[Recorded data]
:::

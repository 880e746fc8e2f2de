//! Inbound message handler.
//!
//! One request carries one text event for one chat; the response carries
//! every outbound message the event produced, in order. Documents travel
//! base64-encoded with their filename.

use axum::Json;
use axum::extract::{Path, State};
use base64::Engine as _;
use base64::engine::general_purpose::STANDARD as BASE64;
use prestito_core::engine::Outbound;
use serde::{Deserialize, Serialize};

use crate::http::error::AppError;
use crate::http::extractors::Authenticated;
use crate::state::AppState;

/// Inbound text event.
#[derive(Debug, Deserialize)]
pub struct InboundMessage {
    /// Raw message text; control commands are `/start` and `/cancel`.
    /// May be empty (the extended flow treats empty rate input as
    /// "use the default").
    pub text: String,
}

/// One outbound reply.
#[derive(Debug, Serialize, PartialEq, Eq)]
#[serde(tag = "type", rename_all = "lowercase")]
pub enum Reply {
    Text { body: String },
    Document { filename: String, content_base64: String },
}

/// Response body: replies in delivery order plus the resulting state.
#[derive(Debug, Serialize)]
pub struct MessageResponse {
    pub chat_id: String,
    pub state: String,
    pub replies: Vec<Reply>,
}

impl From<Outbound> for Reply {
    fn from(outbound: Outbound) -> Self {
        match outbound {
            Outbound::Text(body) => Reply::Text { body },
            Outbound::Document { filename, bytes } => Reply::Document {
                filename,
                content_base64: BASE64.encode(bytes),
            },
        }
    }
}

/// POST /api/v1/sessions/{chat_id}/messages
///
/// The engine call is CPU-bound when it renders a document, so it runs on
/// the blocking pool and never stalls other sessions' event dispatch.
pub async fn post_message(
    _auth: Authenticated,
    State(state): State<AppState>,
    Path(chat_id): Path<String>,
    Json(inbound): Json<InboundMessage>,
) -> Result<Json<MessageResponse>, AppError> {
    if chat_id.trim().is_empty() {
        return Err(AppError::Validation("chat_id must not be empty".to_string()));
    }

    let engine = state.engine.clone();
    let id = chat_id.clone();
    let outbound = tokio::task::spawn_blocking(move || engine.handle_message(&id, &inbound.text))
        .await
        .map_err(|e| AppError::Internal(format!("engine task failed: {e}")))?;

    Ok(Json(MessageResponse {
        state: state.engine.state_of(&chat_id).to_string(),
        chat_id,
        replies: outbound.into_iter().map(Reply::from).collect(),
    }))
}

/// GET /api/v1/sessions/{chat_id}
pub async fn get_session(
    _auth: Authenticated,
    State(state): State<AppState>,
    Path(chat_id): Path<String>,
) -> Json<serde_json::Value> {
    Json(serde_json::json!({
        "chat_id": chat_id,
        "state": state.engine.state_of(&chat_id).to_string(),
    }))
}
//! Local console conversation.
//!
//! Drives the same engine as the HTTP adapter, with stdin as the
//! transport. Generated documents are written to the current directory;
//! a failed write is a delivery failure: logged, reported to the user,
//! and the session ends there.

use console::style;
use dialoguer::Input;
use prestito_core::engine::Outbound;
use prestito_types::error::DeliveryError;

use crate::state::AppState;

/// Chat identifier for the single console session.
const CONSOLE_CHAT_ID: &str = "console";

pub async fn run(state: &AppState) -> anyhow::Result<()> {
    println!(
        "{}",
        style("Sessione locale: /start per iniziare, /cancel per annullare, /quit per uscire.")
            .dim()
    );

    loop {
        let line: String = Input::new()
            .with_prompt(">")
            .allow_empty(true)
            .interact_text()?;

        if line.trim() == "/quit" {
            break;
        }

        let engine = state.engine.clone();
        let text = line.clone();
        let outbound =
            tokio::task::spawn_blocking(move || engine.handle_message(CONSOLE_CHAT_ID, &text))
                .await?;

        for message in outbound {
            match message {
                Outbound::Text(body) => println!("{}", style(body).cyan()),
                Outbound::Document { filename, bytes } => {
                    deliver_document(&filename, &bytes).await;
                }
            }
        }
    }

    Ok(())
}

/// Write a generated document to disk, reporting delivery failures
/// without tearing the loop down.
async fn deliver_document(filename: &str, bytes: &[u8]) {
    match tokio::fs::write(filename, bytes).await {
        Ok(()) => {
            println!(
                "{} {}",
                style("Documento salvato:").green().bold(),
                filename
            );
        }
        Err(source) => {
            let err = DeliveryError::FileWrite {
                filename: filename.to_string(),
                source,
            };
            tracing::error!(error = %err, "document delivery failed");
            println!("{}", style("Invio del documento non riuscito.").red());
        }
    }
}
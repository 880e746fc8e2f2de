//! Shared domain types for Prestito.
//!
//! This crate contains the core domain types used across the Prestito
//! workspace: loan sessions, conversation states, contract records, money
//! helpers, configuration, and their associated error types.
//!
//! Zero infrastructure dependencies -- only serde, rust_decimal, chrono,
//! thiserror.

pub mod config;
pub mod contract;
pub mod error;
pub mod money;
pub mod session;
//! Session log setup.
//!
//! The bridge emits `tracing` events at every scheduling decision (submit,
//! dispatch, cancel, completion, handle close). Library embedders usually
//! install their own subscriber; for standalone diagnosis this module
//! writes those events to a single-line session log file, truncated at
//! init, filtered through `RUST_LOG` (default `info`).

use std::fs;
use std::io;
use std::path::Path;
use tracing_appender::non_blocking::WorkerGuard;
use tracing_subscriber::layer::SubscriberExt;
use tracing_subscriber::util::SubscriberInitExt;
use tracing_subscriber::EnvFilter;

/// Keeps the log writer alive; dropping it flushes and closes the file.
pub struct LoggingGuard {
    _file_guard: WorkerGuard,
}

/// Installs the global subscriber, writing to `log_dir/log_file`.
///
/// The previous session's file is truncated. Callable once per process;
/// the returned guard must outlive all logging.
///
/// # Errors
///
/// Returns error if the log directory cannot be created or the log file
/// cannot be truncated.
pub fn init_logging(log_dir: &str, log_file: &str) -> Result<LoggingGuard, io::Error> {
    fs::create_dir_all(log_dir)?;
    fs::write(Path::new(log_dir).join(log_file), "")?;

    let appender = tracing_appender::rolling::never(log_dir, log_file);
    let (writer, file_guard) = tracing_appender::non_blocking(appender);

    let filter = EnvFilter::try_from_default_env().unwrap_or_else(|_| EnvFilter::new("info"));
    let file_layer = tracing_subscriber::fmt::layer()
        .with_writer(writer)
        .with_ansi(false)
        .with_target(true);

    tracing_subscriber::registry()
        .with(filter)
        .with(file_layer)
        .init();

    Ok(LoggingGuard {
        _file_guard: file_guard,
    })
}
//! Sync/async bridge and iteration layer over a blocking native
//! geospatial data-access library.
//!
//! The native collaborator is callable only as blocking, non-reentrant
//! entry points. This crate wraps it twice over one shared core:
//!
//! - a **synchronous façade** ([`facade`]) that validates handle state and
//!   runs the native call on the caller's thread;
//! - an **async bridge** ([`bridge`]) that schedules the same calls on a
//!   bounded worker pool, serializing work per native object while letting
//!   independent objects run in parallel, with per-item cancellation and a
//!   [`progress`] channel for long-running algorithms.
//!
//! Resource lifetime is tracked by a process-global [`handle`] registry:
//! wrappers own handles, closing a dataset invalidates every subordinate
//! wrapper, and release hooks run exactly once. Collections come in three
//! iteration shapes ([`iter`]), each with callback, blocking-pull, and
//! async-pull forms.
//!
//! # Example
//!
//! ```ignore
//! use geobridge::{alg, Bridge, BridgeConfig, Dataset};
//!
//! let bridge = Bridge::new(BridgeConfig::default());
//! let dataset = Dataset::open_memory_raster(256, 256, 1)?;
//! let band = dataset.bands()?.get(1)?;
//!
//! let sum = alg::checksum_image_async(&bridge, &band, None).wait().await?;
//! println!("checksum: {sum}");
//! ```

pub mod alg;
pub mod bridge;
pub mod config;
pub mod dataset;
pub mod error;
pub mod facade;
pub mod handle;
pub mod iter;
pub mod logging;
pub mod native;
pub mod progress;
pub mod vector;

pub use bridge::{Bridge, WorkHandle};
pub use config::BridgeConfig;
pub use dataset::{Dataset, DatasetBands, RasterBand};
pub use error::{BridgeError, Result};
pub use handle::{registry, Handle, HandleId, HandleRegistry};
pub use logging::{init_logging, LoggingGuard};
pub use native::{Connectedness, FieldType, FieldValue, GeometryType, NativeGeometry};
pub use progress::{ProgressReceiver, ProgressSink, ProgressTick};
pub use vector::{Feature, FeatureFields, Geometry, Layer, LayerFeatures};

:::

» Task instructions
Search the entries above for the word "match" and count the lines that hold it. Reply with only that number.

» Solution for this problem
3